7 razones por las que deberías pasar tus vacaciones en un yate

Vacaciones en el mar

¿Vacaciones en un velero? Te decimos por qué deberías probarlo.

Hay innumerables formas de viajar por el mundo, la navegación es sólo una de ellas. Sin embargo, es una oportunidad única que expande sus horizontes y le brinda una completa tranquilidad.

1. Desconecta y disfruta

Cuando tu velero sale a la mar, es como si te sumergieras directamente en otra esfera. Un mundo lleno de tranquilidad, lejos de la realidad. Todo lo que ves es la naturaleza. El bello azul del mar, el verde de las costas cubiertas de vegetación y el blanco de las playas que se hacen cada vez más pequeñas en la distancia. Todo lo que oyes es el suave choque de las olas contra tu casco, el llamado de las gaviotas cuando saludan por encima de tu cabeza, y el suave silbido del viento cuando pone tu barco en movimiento. Navegar es la forma perfecta de dejar atrás el estrés de la vida cotidiana, llegar plenamente al aquí y ahora, y recargar las pilas para variar.
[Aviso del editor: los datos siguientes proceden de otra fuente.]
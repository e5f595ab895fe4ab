/*
[INPUT]:  Crate modules and public type definitions
[OUTPUT]: Public Lantern wallet-connect SDK surface
[POS]:    Crate root - module wiring
[UPDATE]: When public modules or exports change
*/

pub mod chain;
pub mod custody;
pub mod discovery;
pub mod embedded;
pub mod env;
pub mod error;
pub mod events;
pub mod injected;
pub mod keypair;
pub mod manager;
pub mod registry;
pub mod types;

// Re-export the error surface
pub use error::{ConnectError, Result};

// Re-export commonly used types from the chain seam
pub use chain::{ChainCapability, ChainEvent, ChainProvider, MockChainProvider};

// Re-export commonly used types from discovery
pub use discovery::{
    AnnouncedProvider,
    BuiltinProbe,
    CatalogWallet,
    DiscoveryService,
    ProviderAnnouncer,
    WalletCatalog,
    WalletDescriptor,
    BUILTIN_WALLET_ID,
};

// Re-export commonly used types from the registry
pub use registry::{ConnectionState, Discoverer, WalletRegistry};

// Re-export the backends and the facade
pub use embedded::{EmbeddedConfig, EmbeddedWallet, FileSessionStore, MemorySessionStore};
pub use injected::InjectedWallet;
pub use manager::{Backend, ProviderManager, SdkConfig};

// Re-export the event and environment surfaces
pub use env::{
    EphemeralStore,
    FileStore,
    KeyValueStore,
    MemoryStore,
    Navigator,
    RecordingNavigator,
    UrlParams,
};
pub use events::{EventBus, EventKind, Subscription, WalletEvent};

// Re-export the custody client and keypair
pub use custody::{CustodyClient, JwtExchange, RequestSigner};
pub use keypair::ApiKeypair;

// Re-export all data-model types
pub use types::*;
2. Variedad y aventura, sin mucha planificación

En un viaje en velero, es importantísimo a un capitán experimentado contigo, que está bien informado y siempre conoce los lugares más interesantes. Su capitán le dirá con calma qué opciones están disponibles para la semana o el día respectivo y usted decide espontáneamente y libremente como tripulación qué es lo que más le apetece hacer. Así no tienes que planear mucho y aún así tienes variedad y aventura todos los días. Eres libre de decidir si quieres mirar las estrellas o ir de fiesta, ir a la bahía o al puerto, cocinar o comer fuera. Al final, esto significa mucha experiencia con poco estrés.

3. Descubrir lugares a los que sólo se puede llegar en barco

Con el velero se puede llegar a lugares que nunca serían accesibles desde tierra. Por ejemplo, bahías ocultas con acantilados escarpados o pequeñas islas deshabitadas, lejos del turbulento turismo de masas. Dependiendo de la zona y la temporada, es posible que tenga que compartir amarres con otros barcos, pero la magia permanece. Es como si de repente fuera capaz de ver todo desde una perspectiva totalmente nueva.

4. “De vuelta a las raíces”, sin mucha rutina diaria

“Volver a las raíces” significa algo así como volver al origen. Creo que eso resume bastante bien la navegación. Vivir en un barco es simple y primitivo. No hay una larga rutina de baño por la mañana. Cepíllense los dientes, pónganse el equipo de natación y métanse al mar. Por la noche, con la vista puesta en la naturaleza, te das una ducha, te cuidas la piel con un poco de sol, te pones un jersey y estás “listo para la cena”.

5. Todo en uno en tu barco

Lo que me encanta de la navegación es que lo tienes todo en uno. Un velero te da una vista de 360 grados del océano, la mejor pista de baile de todos los tiempos, una caminata de 10 segundos a casa desde la fiesta hasta la cama, y luego tienes la opción de acurrucarte en la litera o dormir bajo las estrellas. A la mañana siguiente puedes saltar directamente de la cama al agua, como se acaba de describir. Esto es realmente un paquete de alta gama todo en uno, ¿no es así?

6. Navega activamente o deja que te acunemos para que te duermas

Cuánta acción o descanso quieres en tu viaje en barco, depende de ti. Siempre puedes elegir entre navegar activamente, nadar y charlar con la tripulación o simplemente pasar el rato, tomar el sol, leer un libro o dejarte mecer por las suaves olas. Nunca te aburrirás en el barco.

7. Conocer gente nueva

Tanto si viajas con tu pareja, con unos cuantos amigos o completamente solo, un viaje en barco es una gran oportunidad para conocer gente estupenda. La tripulación se reúne en el barco para experimentar unas maravillosas vacaciones. Todo el mundo está eufórico y deseando pasar tiempo juntos. Especialmente porque los personajes son a menudo totalmente diferentes, surgen grandes e interesantes conversaciones. Pueden aprender mucho el uno del otro, inspirarse mutuamente y conocer nuevas perspectivas. El amor por la naturaleza y especialmente por el mar es lo que todos tienen en común al final.